» TASK: Locate the line that contains "let names: Vec<&str>". Copy it and every following line through the end of the records, exactly, and include nothing else.

» THE DATA:
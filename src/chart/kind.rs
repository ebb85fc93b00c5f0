use crate::error::{DashboardError, Result};
use std::fmt;
use std::str::FromStr;

#[derive(Debug, Clone, Copy, PartialEq, Eq, Hash, Default)]
pub enum ChartKind {
    #[default]
    Select,
    Table,
    Bar,
    Line,
    Area,
    Pie,
    Donut,
    Combo,
    ClusteredBar,
    DualAxis,
    Kpi,
}

#[derive(Debug, Clone, Copy, PartialEq, Eq)]
pub enum SingleChart {
    Bar,
    Line,
    Area,
    Pie,
    Donut,
}

#[derive(Debug, Clone, Copy, PartialEq, Eq)]
pub enum DualChart {
    Combo,
    ClusteredBar,
    DualAxis,
}

#[derive(Debug, Clone, Copy, PartialEq, Eq)]
pub enum Shape {
    Unselected,
    PassThrough,
    SingleRow,
    Single(SingleChart),
    Dual(DualChart),
}

impl ChartKind {
    pub const ALL: [ChartKind; 11] = [
        ChartKind::Select,
        ChartKind::Table,
        ChartKind::Bar,
        ChartKind::Line,
        ChartKind::Area,
        ChartKind::Pie,
        ChartKind::Donut,
        ChartKind::Combo,
        ChartKind::ClusteredBar,
        ChartKind::DualAxis,
        ChartKind::Kpi,
    ];

    pub fn label(self) -> &'static str {
        match self {
            ChartKind::Select => "Select",
            ChartKind::Table => "Table",
            ChartKind::Bar => "Bar",
            ChartKind::Line => "Line",
            ChartKind::Area => "Area",
            ChartKind::Pie => "Pie",
            ChartKind::Donut => "Donut",
            ChartKind::Combo => "Combo (Bar + Line)",
            ChartKind::ClusteredBar => "Clustered Bar",
            ChartKind::DualAxis => "Dual Axis",
            ChartKind::Kpi => "KPI",
        }
    }

    pub fn slug(self) -> &'static str {
        match self {
            ChartKind::Select => "select",
            ChartKind::Table => "table",
            ChartKind::Bar => "bar",
            ChartKind::Line => "line",
            ChartKind::Area => "area",
            ChartKind::Pie => "pie",
            ChartKind::Donut => "donut",
            ChartKind::Combo => "combo",
            ChartKind::ClusteredBar => "clustered-bar",
            ChartKind::DualAxis => "dual-axis",
            ChartKind::Kpi => "kpi",
        }
    }

    pub fn shape(self) -> Shape {
        match self {
            ChartKind::Select => Shape::Unselected,
            ChartKind::Table => Shape::PassThrough,
            ChartKind::Kpi => Shape::SingleRow,
            ChartKind::Bar => Shape::Single(SingleChart::Bar),
            ChartKind::Line => Shape::Single(SingleChart::Line),
            ChartKind::Area => Shape::Single(SingleChart::Area),
            ChartKind::Pie => Shape::Single(SingleChart::Pie),
            ChartKind::Donut => Shape::Single(SingleChart::Donut),
            ChartKind::Combo => Shape::Dual(DualChart::Combo),
            ChartKind::ClusteredBar => Shape::Dual(DualChart::ClusteredBar),
            ChartKind::DualAxis => Shape::Dual(DualChart::DualAxis),
        }
    }
}

impl DualChart {
    pub fn kind(self) -> ChartKind {
        match self {
            DualChart::Combo => ChartKind::Combo,
            DualChart::ClusteredBar => ChartKind::ClusteredBar,
            DualChart::DualAxis => ChartKind::DualAxis,
        }
    }

    pub(crate) fn needs_two_numeric(self) -> String {
        match self {
            DualChart::Combo => "Combo chart requires at least 2 numeric columns.",
            DualChart::ClusteredBar => "Clustered Bar requires at least 2 numeric columns.",
            DualChart::DualAxis => "Dual Axis chart requires at least 2 numeric columns.",
        }
        .to_string()
    }
}

impl fmt::Display for ChartKind {
    fn fmt(&self, f: &mut fmt::Formatter<'_>) -> fmt::Result {
        write!(f, "{}", self.label())
    }
}

impl FromStr for ChartKind {
    type Err = DashboardError;

    fn from_str(s: &str) -> Result<Self> {
        let wanted = normalize(s);
        ChartKind::ALL
            .into_iter()
            .find(|k| normalize(k.slug()) == wanted || normalize(k.label()) == wanted)
            .ok_or_else(|| {
                let names: Vec<&str> = ChartKind::ALL.iter().map(|k| k.slug()).collect();
                DashboardError::ChartRejected(format!(
                    "Unknown chart type '{}'. Choose one of: {}",
                    s,
                    names.join(", ")
                ))
            })
    }
}

fn normalize(s: &str) -> String {
    s.chars()
        .filter(|c| c.is_ascii_alphanumeric() || *c == '+')
        .map(|c| c.to_ascii_lowercase())
        .collect()
}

» RESPONSE TO THE TASK:
                let names: Vec<&str> = ChartKind::ALL.iter().map(|k| k.slug()).collect();
                DashboardError::ChartRejected(format!(
                    "Unknown chart type '{}'. Choose one of: {}",
                    s,
                    names.join(", ")
                ))
            })
    }
}

fn normalize(s: &str) -> String {
    s.chars()
        .filter(|c| c.is_ascii_alphanumeric() || *c == '+')
        .map(|c| c.to_ascii_lowercase())
        .collect()
}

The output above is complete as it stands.